- [PROBLEM STATEMENT]: Only lines with the string "SPDX" should be returned from the data below.

______

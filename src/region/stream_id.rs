// SPDX-FileCopyrightText: 2026 ArcheBase
//
// SPDX-License-Identifier: MulanPSL-2.0

//! Stream identifiers: the registry key for one shareable mapped resource.
//!
//! Canonical string form is `<GUID as 32 hex chars>__<logical name>`, used
//! both for registry lookup and in diagnostics.

use std::fmt;
use std::str::FromStr;

use uuid::Uuid;

use crate::core::ViewError;

/// Separator between the GUID and the logical name.
const SEPARATOR: &str = "__";

/// Opaque key identifying one shareable mapped resource.
///
/// Two identifiers are equal only if both the GUID and the logical name
/// match; distinct underlying resources get distinct identifiers.
#[derive(Debug, Clone, PartialEq, Eq, Hash)]
pub struct StreamId {
    guid: Uuid,
    name: String,
}

impl StreamId {
    /// Create an identifier from an existing GUID and logical name.
    pub fn new(guid: Uuid, name: impl Into<String>) -> Self {
        Self {
            guid,
            name: name.into(),
        }
    }

    /// Mint an identifier with a fresh random GUID.
    pub fn new_unique(name: impl Into<String>) -> Self {
        Self::new(Uuid::new_v4(), name)
    }

    /// The GUID component.
    pub fn guid(&self) -> Uuid {
        self.guid
    }

    /// The logical name component.
    pub fn name(&self) -> &str {
        &self.name
    }
}

impl fmt::Display for StreamId {
    fn fmt(&self, f: &mut fmt::Formatter<'_>) -> fmt::Result {
        write!(f, "{}{}{}", self.guid.simple(), SEPARATOR, self.name)
    }
}

impl FromStr for StreamId {
    type Err = ViewError;

    fn from_str(s: &str) -> Result<Self, Self::Err> {
        let (guid_part, name) = s.split_once(SEPARATOR).ok_or_else(|| {
            ViewError::invalid_stream_id(s, "missing '__' separator")
        })?;
        if guid_part.len() != 32 {
            return Err(ViewError::invalid_stream_id(
                s,
                format!("GUID must be 32 hex chars, got {}", guid_part.len()),
            ));
        }
        let guid = Uuid::try_parse(guid_part)
            .map_err(|e| ViewError::invalid_stream_id(s, e.to_string()))?;
        if name.is_empty() {
            return Err(ViewError::invalid_stream_id(s, "empty logical name"));
        }
        Ok(Self {
            guid,
            name: name.to_string(),
        })
    }
}

#[cfg(test)]
mod tests {
    use super::*;

    #[test]
    fn test_display_format() {
        let guid = Uuid::from_u128(0x0123_4567_89AB_CDEF_0123_4567_89AB_CDEF);
        let id = StreamId::new(guid, "RunHeader");
        assert_eq!(id.to_string(), "0123456789abcdef0123456789abcdef__RunHeader");
    }

    #[test]
    fn test_round_trip() {
        let id = StreamId::new_unique("ScanIndex");
        let parsed: StreamId = id.to_string().parse().unwrap();
        assert_eq!(parsed, id);
        assert_eq!(parsed.name(), "ScanIndex");
    }

    #[test]
    fn test_name_may_contain_separator_like_text() {
        // Only the first '__' splits; the rest belongs to the name.
        let s = "0123456789abcdef0123456789abcdef__a__b";
        let id: StreamId = s.parse().unwrap();
        assert_eq!(id.name(), "a__b");
        assert_eq!(id.to_string(), s);
    }

    #[test]
    fn test_missing_separator_fails() {
        let err = "0123456789abcdef0123456789abcdef".parse::<StreamId>();
        assert!(matches!(err, Err(ViewError::InvalidStreamId { .. })));
    }

    #[test]
    fn test_short_guid_fails() {
        let err = "abc__name".parse::<StreamId>();
        assert!(matches!(err, Err(ViewError::InvalidStreamId { .. })));
    }

    #[test]
    fn test_non_hex_guid_fails() {
        let err = "zzzz456789abcdef0123456789abcdef__name".parse::<StreamId>();
        assert!(matches!(err, Err(ViewError::InvalidStreamId { .. })));
    }

    #[test]
    fn test_empty_name_fails() {
        let err = "0123456789abcdef0123456789abcdef__".parse::<StreamId>();
        assert!(matches!(err, Err(ViewError::InvalidStreamId { .. })));
    }

    #[test]
    fn test_unique_ids_differ() {
        let a = StreamId::new_unique("x");
        let b = StreamId::new_unique("x");
        assert_ne!(a, b);
    }
}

______

- [RESULT OF THIS TASK]:
// SPDX-FileCopyrightText: 2026 ArcheBase
// SPDX-License-Identifier: MulanPSL-2.0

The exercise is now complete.